#### Work instruction:
The entries follow. Copy every line in which "title" appears.

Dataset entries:
________________

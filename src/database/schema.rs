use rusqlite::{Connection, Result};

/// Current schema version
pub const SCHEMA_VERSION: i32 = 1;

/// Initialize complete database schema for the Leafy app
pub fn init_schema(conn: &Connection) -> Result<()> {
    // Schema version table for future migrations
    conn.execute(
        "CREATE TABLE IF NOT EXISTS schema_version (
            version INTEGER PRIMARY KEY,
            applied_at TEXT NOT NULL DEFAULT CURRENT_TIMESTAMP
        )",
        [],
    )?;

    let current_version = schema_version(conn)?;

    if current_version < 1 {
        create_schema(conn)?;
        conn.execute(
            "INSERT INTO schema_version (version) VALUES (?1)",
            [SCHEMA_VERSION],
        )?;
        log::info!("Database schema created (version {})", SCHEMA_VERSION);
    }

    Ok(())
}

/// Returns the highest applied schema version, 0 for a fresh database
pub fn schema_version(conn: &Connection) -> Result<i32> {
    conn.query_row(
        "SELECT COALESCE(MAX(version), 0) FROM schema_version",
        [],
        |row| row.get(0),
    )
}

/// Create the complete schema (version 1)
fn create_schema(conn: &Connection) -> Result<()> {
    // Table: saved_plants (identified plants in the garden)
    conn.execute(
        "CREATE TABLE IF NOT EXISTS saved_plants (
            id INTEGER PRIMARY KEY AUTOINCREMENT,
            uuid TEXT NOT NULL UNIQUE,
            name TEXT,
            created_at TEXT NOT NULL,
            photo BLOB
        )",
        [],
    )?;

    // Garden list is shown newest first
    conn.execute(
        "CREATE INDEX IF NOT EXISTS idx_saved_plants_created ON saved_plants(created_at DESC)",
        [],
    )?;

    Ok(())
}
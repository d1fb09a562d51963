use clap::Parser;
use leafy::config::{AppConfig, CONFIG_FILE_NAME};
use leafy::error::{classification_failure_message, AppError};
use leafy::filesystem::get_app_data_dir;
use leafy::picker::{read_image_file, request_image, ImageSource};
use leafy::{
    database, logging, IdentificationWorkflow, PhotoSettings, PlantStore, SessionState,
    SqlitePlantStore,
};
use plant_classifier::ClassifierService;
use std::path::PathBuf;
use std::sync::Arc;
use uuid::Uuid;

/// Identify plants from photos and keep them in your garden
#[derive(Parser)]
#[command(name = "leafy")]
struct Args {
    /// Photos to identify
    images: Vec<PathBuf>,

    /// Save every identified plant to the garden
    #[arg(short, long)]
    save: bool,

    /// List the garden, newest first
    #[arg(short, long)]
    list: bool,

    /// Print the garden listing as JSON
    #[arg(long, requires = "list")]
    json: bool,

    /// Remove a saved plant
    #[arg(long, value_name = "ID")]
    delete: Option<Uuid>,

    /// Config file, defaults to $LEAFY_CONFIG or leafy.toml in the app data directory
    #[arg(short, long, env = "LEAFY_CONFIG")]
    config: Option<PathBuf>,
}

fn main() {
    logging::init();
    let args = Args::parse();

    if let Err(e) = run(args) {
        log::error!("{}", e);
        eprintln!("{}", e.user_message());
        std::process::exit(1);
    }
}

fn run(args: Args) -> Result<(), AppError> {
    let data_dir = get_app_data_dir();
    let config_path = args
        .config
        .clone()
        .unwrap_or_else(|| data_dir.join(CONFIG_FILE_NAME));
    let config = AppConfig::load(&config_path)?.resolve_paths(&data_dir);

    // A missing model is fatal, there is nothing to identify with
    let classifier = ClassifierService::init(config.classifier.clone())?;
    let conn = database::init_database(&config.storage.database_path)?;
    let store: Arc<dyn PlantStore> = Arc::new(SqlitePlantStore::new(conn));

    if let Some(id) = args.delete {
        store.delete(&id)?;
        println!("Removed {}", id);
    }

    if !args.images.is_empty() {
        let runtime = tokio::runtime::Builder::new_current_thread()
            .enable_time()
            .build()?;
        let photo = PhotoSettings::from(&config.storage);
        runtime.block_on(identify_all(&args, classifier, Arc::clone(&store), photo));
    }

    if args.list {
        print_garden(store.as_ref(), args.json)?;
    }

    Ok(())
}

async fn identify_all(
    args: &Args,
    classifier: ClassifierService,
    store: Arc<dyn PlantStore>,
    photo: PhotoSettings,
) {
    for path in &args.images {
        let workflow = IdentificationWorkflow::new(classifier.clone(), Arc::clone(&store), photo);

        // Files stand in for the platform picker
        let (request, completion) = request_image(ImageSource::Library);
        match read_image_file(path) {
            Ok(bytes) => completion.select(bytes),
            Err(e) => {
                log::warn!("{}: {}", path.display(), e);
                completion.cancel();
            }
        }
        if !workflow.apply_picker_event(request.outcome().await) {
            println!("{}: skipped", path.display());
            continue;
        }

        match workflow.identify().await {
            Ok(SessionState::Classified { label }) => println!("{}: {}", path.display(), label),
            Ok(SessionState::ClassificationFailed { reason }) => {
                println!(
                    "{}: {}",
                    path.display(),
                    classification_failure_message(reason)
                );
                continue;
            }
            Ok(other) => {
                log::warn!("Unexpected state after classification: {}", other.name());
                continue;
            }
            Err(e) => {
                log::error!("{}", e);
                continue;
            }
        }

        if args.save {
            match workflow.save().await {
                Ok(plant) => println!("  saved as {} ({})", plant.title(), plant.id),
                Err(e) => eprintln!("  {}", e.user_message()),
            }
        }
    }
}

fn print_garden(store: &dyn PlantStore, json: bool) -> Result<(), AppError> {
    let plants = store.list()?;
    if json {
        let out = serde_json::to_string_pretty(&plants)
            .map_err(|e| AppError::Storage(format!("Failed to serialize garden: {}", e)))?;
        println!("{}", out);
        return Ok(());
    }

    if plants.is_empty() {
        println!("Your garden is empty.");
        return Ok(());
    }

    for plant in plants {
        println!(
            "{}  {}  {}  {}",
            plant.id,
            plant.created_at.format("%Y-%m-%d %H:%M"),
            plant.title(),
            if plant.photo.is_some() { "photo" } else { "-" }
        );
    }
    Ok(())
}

________________

#### Problem solution:
                Ok(plant) => println!("  saved as {} ({})", plant.title(), plant.id),
            plant.title(),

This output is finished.